■ What to work on ■
Up to and including the line that contains "pub struct SearchTarget", repeat each line of the data exactly, starting from the first.

Data records
• • • • •
//! Source adapter contracts + the discussion-forum and news-site adapters.

use anyhow::Context;
use async_trait::async_trait;
use chrono::{DateTime, Utc};
use civic_core::{RawItem, SourceKind};
use civic_storage::{FetchError, HttpFetcher};
use reqwest::Url;
use scraper::{ElementRef, Html, Selector};
use serde::{Deserialize, Serialize};
use thiserror::Error;
use tracing::debug;

pub const CRATE_NAME: &str = "civic-adapters";

pub const UNKNOWN_AUTHOR: &str = "Unknown";

/// One keyword-scoped query against a source. `sub_source` names a
/// subreddit for the forum adapter and is ignored by the news adapter.
#[derive(Debug, Clone, PartialEq, Eq, Serialize, Deserialize)]
pub struct SearchTarget {
    pub keyword: String,
    pub sub_source: Option<String>,
}

impl SearchTarget {
    pub fn keyword(keyword: impl Into<String>) -> Self {
        Self {
            keyword: keyword.into(),
            sub_source: None,
        }
    }

    pub fn in_sub_source(keyword: impl Into<String>, sub_source: impl Into<String>) -> Self {
        Self {
            keyword: keyword.into(),
            sub_source: Some(sub_source.into()),
        }
    }
}

#[derive(Debug, Error)]
pub enum AdapterError {
    #[error("{0}")]
    Message(String),
    #[error(transparent)]
    Fetch(#[from] FetchError),
    #[error(transparent)]
    Anyhow(#[from] anyhow::Error),
}

/// Produces raw text items for a keyword. Each adapter owns its own
/// query and pagination mechanics; an empty result is not an error.
#[async_trait]
pub trait SourceAdapter: Send + Sync {
    fn source_id(&self) -> &'static str;

    async fn search(
        &self,
        http: &HttpFetcher,
        target: &SearchTarget,
        limit: usize,
    ) -> Result<Vec<RawItem>, AdapterError>;
}

fn text_or_none(value: String) -> Option<String> {
    let trimmed = value.trim().to_string();
    if trimmed.is_empty() {
        None
    } else {
        Some(trimmed)
    }
}

fn parse_selector(selector: &str) -> Result<Selector, AdapterError> {
    Selector::parse(selector).map_err(|e| AdapterError::Message(e.to_string()))
}

fn select_first_text(element: &ElementRef<'_>, selector: &Selector) -> Option<String> {
    element
        .select(selector)
        .next()
        .and_then(|n| text_or_none(n.text().collect::<String>()))
}

fn select_first_attr(element: &ElementRef<'_>, selector: &Selector, attr: &str) -> Option<String> {
    element
        .select(selector)
        .next()
        .and_then(|n| n.value().attr(attr))
        .and_then(|s| text_or_none(s.to_string()))
}

// ---------------------------------------------------------------------------
// Discussion forum (Reddit search listing)
// ---------------------------------------------------------------------------

#[derive(Debug, Clone)]
pub struct RedditSearchAdapter {
    base_url: String,
}

impl Default for RedditSearchAdapter {
    fn default() -> Self {
        Self::new("https://www.reddit.com")
    }
}

impl RedditSearchAdapter {
    pub fn new(base_url: impl Into<String>) -> Self {
        Self {
            base_url: base_url.into().trim_end_matches('/').to_string(),
        }
    }

    pub fn search_url(&self, subreddit: &str, keyword: &str, limit: usize) -> Result<Url, AdapterError> {
        let endpoint = format!("{}/r/{}/search.json", self.base_url, subreddit);
        let limit = limit.to_string();
        Url::parse_with_params(
            &endpoint,
            &[
                ("q", keyword),
                ("restrict_sr", "1"),
                ("sort", "relevance"),
                ("limit", limit.as_str()),
            ],
        )
        .with_context(|| format!("building search url for r/{subreddit}"))
        .map_err(AdapterError::from)
    }
}

#[derive(Debug, Deserialize)]
struct RedditListing {
    data: RedditListingData,
}

#[derive(Debug, Deserialize)]
struct RedditListingData {
    #[serde(default)]
    children: Vec<RedditChild>,
}

#[derive(Debug, Deserialize)]
struct RedditChild {
    data: RedditSubmission,
}

#[derive(Debug, Deserialize)]
struct RedditSubmission {
    #[serde(default)]
    title: String,
    #[serde(default)]
    selftext: String,
    author: Option<String>,
    #[serde(default)]
    url: String,
    #[serde(default)]
    permalink: String,
    created_utc: Option<f64>,
}

/// Parses a Reddit `search.json` listing body into raw items.
pub fn parse_reddit_listing(
    body: &[u8],
    limit: usize,
    fetched_at: DateTime<Utc>,
) -> Result<Vec<RawItem>, AdapterError> {
    let listing: RedditListing = serde_json::from_slice(body)
        .map_err(|e| AdapterError::Message(format!("invalid reddit listing: {e}")))?;

    Ok(listing
        .data
        .children
        .into_iter()
        .take(limit)
        .map(|child| {
            let post = child.data;
            let author = post
                .author
                .filter(|a| !a.is_empty() && a != "[deleted]")
                .unwrap_or_else(|| UNKNOWN_AUTHOR.to_string());
            let url = if post.url.is_empty() {
                format!("https://www.reddit.com{}", post.permalink)
            } else {
                post.url
            };
            let created_at = post
                .created_utc
                .and_then(|secs| DateTime::from_timestamp(secs as i64, 0))
                .unwrap_or(fetched_at);
            RawItem {
                text: format!("{} {}", post.title, post.selftext).trim().to_string(),
                url,
                author,
                created_at,
                source: SourceKind::DiscussionForum,
            }
        })
        .collect())
}

#[async_trait]
impl SourceAdapter for RedditSearchAdapter {
    fn source_id(&self) -> &'static str {
        "reddit"
    }

    async fn search(
        &self,
        http: &HttpFetcher,
        target: &SearchTarget,
        limit: usize,
    ) -> Result<Vec<RawItem>, AdapterError> {
        let subreddit = target
            .sub_source
            .as_deref()
            .ok_or_else(|| AdapterError::Message("reddit search needs a subreddit".into()))?;
        let url = self.search_url(subreddit, &target.keyword, limit)?;
        let resp = http.fetch_bytes(self.source_id(), url.as_str()).await?;
        let items = parse_reddit_listing(&resp.body, limit, Utc::now())?;
        debug!(subreddit, keyword = %target.keyword, items = items.len(), "reddit search done");
        Ok(items)
    }
}

// ---------------------------------------------------------------------------
// News site (Times of India city listing)
// ---------------------------------------------------------------------------

pub const NEWS_CARD_SELECTOR: &str = "div.uwU81";

#[derive(Debug, Clone)]
pub struct NewsListingAdapter {
    listing_url: String,
}

impl Default for NewsListingAdapter {
    fn default() -> Self {
        Self::new("https://timesofindia.indiatimes.com/city/mumbai")
    }
}

impl NewsListingAdapter {
    pub fn new(listing_url: impl Into<String>) -> Self {
        Self {
            listing_url: listing_url.into(),
        }
    }

    pub fn query_url(&self, keyword: &str) -> Result<Url, AdapterError> {
        Url::parse_with_params(&self.listing_url, &[("sort", "new-desc"), ("q", keyword)])
            .with_context(|| format!("building news query url from {}", self.listing_url))
            .map_err(AdapterError::from)
    }
}

/// Extracts title/link pairs from a news listing page. Only the first
/// `limit` cards are considered; cards without a title are skipped.
pub fn parse_news_listing(
    html: &str,
    page_url: &Url,
    limit: usize,
    fetched_at: DateTime<Utc>,
) -> Result<Vec<RawItem>, AdapterError> {
    let document = Html::parse_document(html);
    let card_sel = parse_selector(NEWS_CARD_SELECTOR)?;
    let title_sel = parse_selector("span")?;
    let link_sel = parse_selector("a[href]")?;

    Ok(document
        .select(&card_sel)
        .take(limit)
        .filter_map(|card| {
            let title = select_first_text(&card, &title_sel)?;
            let url = select_first_attr(&card, &link_sel, "href")
                .and_then(|href| page_url.join(&href).ok())
                .unwrap_or_else(|| page_url.clone());
            Some(RawItem {
                text: title,
                url: url.to_string(),
                author: UNKNOWN_AUTHOR.to_string(),
                created_at: fetched_at,
                source: SourceKind::NewsSite,
            })
        })
        .collect())
}

#[async_trait]
impl SourceAdapter for NewsListingAdapter {
    fn source_id(&self) -> &'static str {
        "times-of-india"
    }

    async fn search(
        &self,
        http: &HttpFetcher,
        target: &SearchTarget,
        limit: usize,
    ) -> Result<Vec<RawItem>, AdapterError> {
        let url = self.query_url(&target.keyword)?;
        let resp = http.fetch_bytes(self.source_id(), url.as_str()).await?;
        let items = parse_news_listing(&resp.text(), &url, limit, Utc::now())?;
        debug!(keyword = %target.keyword, items = items.len(), "news listing done");
        Ok(items)
    }
}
• • • • •
■ Result of the exercise ■
//! Source adapter contracts + the discussion-forum and news-site adapters.

use anyhow::Context;
use async_trait::async_trait;
use chrono::{DateTime, Utc};
use civic_core::{RawItem, SourceKind};
use civic_storage::{FetchError, HttpFetcher};
use reqwest::Url;
use scraper::{ElementRef, Html, Selector};
use serde::{Deserialize, Serialize};
use thiserror::Error;
use tracing::debug;

pub const CRATE_NAME: &str = "civic-adapters";

pub const UNKNOWN_AUTHOR: &str = "Unknown";

/// One keyword-scoped query against a source. `sub_source` names a
/// subreddit for the forum adapter and is ignored by the news adapter.
#[derive(Debug, Clone, PartialEq, Eq, Serialize, Deserialize)]
pub struct SearchTarget {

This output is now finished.